Le vieux parut embarrassé, même un peu gêné.
— Si vous les vouliez aux vongole, continua Gina, il y en a de toutes faites à la maison et je vous les envoie tout de suite au lieu de ce soir.
— Tout le monde aime les pâtes aux vongole, dit l’épicier.
— Non, dit l’un des douaniers, à la viande, oui, tout le monde, mais pas aux vongole. Ainsi, moi je ne les aime pas.
— Ça tombe bien, dit Gina. Alors ?
— Ce n’est pas la peine, dit la vieille femme, elle se ravisa et montra son mari, ou bien alors pour lui, un peu, si vous voulez.

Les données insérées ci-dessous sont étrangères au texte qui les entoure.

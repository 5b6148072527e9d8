mod common;

use std::collections::HashMap;
use std::sync::Arc;

use bytes::Bytes;

use asset_preload_engine::config::CacheConfig;
use asset_preload_engine::engine::cache::CacheStore;
use asset_preload_engine::store::{
    DiskStore, DiskStoreHost, PersistentStore, StoreHost, StoredResponse,
};

use common::ScriptedSource;

fn response(url: &str, body: &'static [u8]) -> StoredResponse {
    let mut headers = HashMap::new();
    headers.insert("etag".to_string(), "\"v1\"".to_string());
    StoredResponse {
        url: url.to_string(),
        status: 200,
        content_type: Some("image/webp".to_string()),
        headers,
        body: Bytes::from_static(body),
        cached_at_ms: 42,
    }
}

#[tokio::test]
async fn test_disk_store_put_and_get() {
    let dir = tempfile::tempdir().unwrap();
    let store = DiskStore::open(dir.path()).await.unwrap();

    assert!(store.get("https://cdn/a.webp").await.unwrap().is_none());

    store.put(response("https://cdn/a.webp", b"webp-bytes")).await.unwrap();
    let read_back = store.get("https://cdn/a.webp").await.unwrap().unwrap();
    assert_eq!(read_back, response("https://cdn/a.webp", b"webp-bytes"));
}

#[tokio::test]
async fn test_disk_store_survives_reopen() {
    let dir = tempfile::tempdir().unwrap();
    {
        let store = DiskStore::open(dir.path()).await.unwrap();
        store.put(response("a", b"one")).await.unwrap();
        store.put(response("b", b"two")).await.unwrap();
    }

    let store = DiskStore::open(dir.path()).await.unwrap();
    let mut keys = store.keys().await.unwrap();
    keys.sort();
    assert_eq!(keys, vec!["a".to_string(), "b".to_string()]);
    assert_eq!(&store.get("b").await.unwrap().unwrap().body[..], b"two");
}

#[tokio::test]
async fn test_disk_store_overwrite_and_delete() {
    let dir = tempfile::tempdir().unwrap();
    let store = DiskStore::open(dir.path()).await.unwrap();

    store.put(response("a", b"old")).await.unwrap();
    store.put(response("a", b"newer")).await.unwrap();
    assert_eq!(&store.get("a").await.unwrap().unwrap().body[..], b"newer");

    assert!(store.delete("a").await.unwrap());
    assert!(!store.delete("a").await.unwrap());
    assert!(store.get("a").await.unwrap().is_none());
    assert!(store.keys().await.unwrap().is_empty());
}

#[tokio::test]
async fn test_corrupt_sidecar_is_treated_as_absent() {
    let dir = tempfile::tempdir().unwrap();
    let store = DiskStore::open(dir.path()).await.unwrap();
    store.put(response("a", b"data")).await.unwrap();

    let meta_path = std::fs::read_dir(dir.path())
        .unwrap()
        .map(|e| e.unwrap().path())
        .find(|p| p.to_string_lossy().ends_with(".bin.meta"))
        .unwrap();
    std::fs::write(&meta_path, b"{ not json").unwrap();

    assert!(store.get("a").await.unwrap().is_none());
    // Both files were discarded.
    assert_eq!(std::fs::read_dir(dir.path()).unwrap().count(), 0);
}

#[tokio::test]
async fn test_truncated_body_is_treated_as_absent() {
    let dir = tempfile::tempdir().unwrap();
    let store = DiskStore::open(dir.path()).await.unwrap();
    store.put(response("a", b"full body")).await.unwrap();

    let data_path = std::fs::read_dir(dir.path())
        .unwrap()
        .map(|e| e.unwrap().path())
        .find(|p| p.extension().is_some_and(|ext| ext == "bin"))
        .unwrap();
    std::fs::write(&data_path, b"full").unwrap();

    assert!(store.get("a").await.unwrap().is_none());
}

#[tokio::test(flavor = "multi_thread", worker_threads = 4)]
async fn test_concurrent_writes_to_one_url_stay_consistent() {
    let dir = tempfile::tempdir().unwrap();
    let store = Arc::new(DiskStore::open(dir.path()).await.unwrap());
    let bodies: [&'static [u8]; 2] = [b"late fetch body", b"retry"];

    let mut tasks = Vec::new();
    for round in 0..50 {
        let writer = Arc::clone(&store);
        let body = bodies[round % 2];
        tasks.push(tokio::spawn(async move {
            writer.put(response("a", body)).await.unwrap();
        }));
        let reader = Arc::clone(&store);
        tasks.push(tokio::spawn(async move {
            if let Some(found) = reader.get("a").await.unwrap() {
                assert!(bodies.iter().any(|b| *b == &found.body[..]));
            }
        }));
    }
    for task in tasks {
        task.await.unwrap();
    }

    let found = store.get("a").await.unwrap().unwrap();
    assert!(bodies.iter().any(|b| *b == &found.body[..]));

    // Only the committed pair is left; no staged files linger.
    let names: Vec<String> = std::fs::read_dir(dir.path())
        .unwrap()
        .map(|e| e.unwrap().file_name().to_string_lossy().into_owned())
        .collect();
    assert_eq!(names.len(), 2);
    assert!(names.iter().all(|n| !n.ends_with(".tmp")));
}

#[tokio::test]
async fn test_host_namespaces_by_cache_name() {
    let dir = tempfile::tempdir().unwrap();
    let host = DiskStoreHost::new(dir.path());

    let first = host.open("images-v1").await.unwrap();
    first.put(response("a", b"one")).await.unwrap();

    let other = host.open("images-v2").await.unwrap();
    assert!(other.get("a").await.unwrap().is_none());
    assert!(dir.path().join("images-v1").is_dir());

    assert!(host.open("../escape").await.is_err());
    assert!(host.open("").await.is_err());
}

#[tokio::test]
async fn test_cache_store_over_disk_survives_restart() {
    let dir = tempfile::tempdir().unwrap();
    let source = Arc::new(ScriptedSource::new());

    let first = CacheStore::new(
        CacheConfig::default(),
        source.clone(),
        Some(Arc::new(DiskStoreHost::new(dir.path())) as Arc<dyn StoreHost>),
    );
    first.initialize().await;
    first.fetch_and_cache("https://cdn/car.jpg").await.unwrap();
    drop(first);

    let second = CacheStore::new(
        CacheConfig::default(),
        source.clone(),
        Some(Arc::new(DiskStoreHost::new(dir.path())) as Arc<dyn StoreHost>),
    );
    second.initialize().await;
    assert_eq!(
        second.resolve_cached("https://cdn/car.jpg").await.as_deref(),
        Some("https://cdn/car.jpg")
    );
    assert_eq!(source.total_calls(), 1);

    second.clear_all().await;
    let store = DiskStore::open(dir.path().join(&CacheConfig::default().cache_name))
        .await
        .unwrap();
    assert!(store.keys().await.unwrap().is_empty());
}
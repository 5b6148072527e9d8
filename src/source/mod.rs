// Network source abstraction: the fetch primitive the cache store pulls assets through.

pub mod http_source;
pub mod traits;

— Je vous les fais porter tout de suite, dit Gina, avec du vin. (…)
Ils se levèrent. Ludi demanda à l’épicier s’il venait. L’épicier était indécis. Gina l’encouragea à rester.
— Il y a assez de pâtes pour trois, reste, tu mangeras mieux ici qu’en bas, elle se tourna vers les douaniers, mais pas pour vous, dit-elle, les pâtes, quand même pas pour vous. (…)
Ils s’en allèrent. Ludi avait l’air soucieux, mais plus du tout en colère.
— Tu ne vas pas leur donner toutes les pâtes aux vongole, quand même, non ?
— On verra ce que je donnerai, dit Gina.
Ludi s’arrêta, désespéré. Dans le soleil, les bras levés, il faisait penser à un cheval. Il ressemblerait éternellement à un cheval.
— C’est impossible, dit-il, tu ne donneras pas tout.
— Si ça me plaît, je donnerai encore plus. Va manger à l’hôtel.
— Je suis fou des pâtes aux vongole, expliqua Ludi à Jacques, il y a de ça dans sa décision de tout donner à ces vieux-là.
Gina ne répondit pas. Elle avait pris le bras de Sara et la pressait de rentrer. L’homme marchait derrière avec Diana.
— Je peux le jurer, dit Ludi, que c’est parce qu’elle sait que j’en suis fou qu’elle a donné les pâtes aux vongole ce midi au lieu de ce soir. Tout d’un coup, elle s’est souvenue que j’en suis fou.
— J’en suis sûr aussi, dit Jacques. Il se mit à rire. (…)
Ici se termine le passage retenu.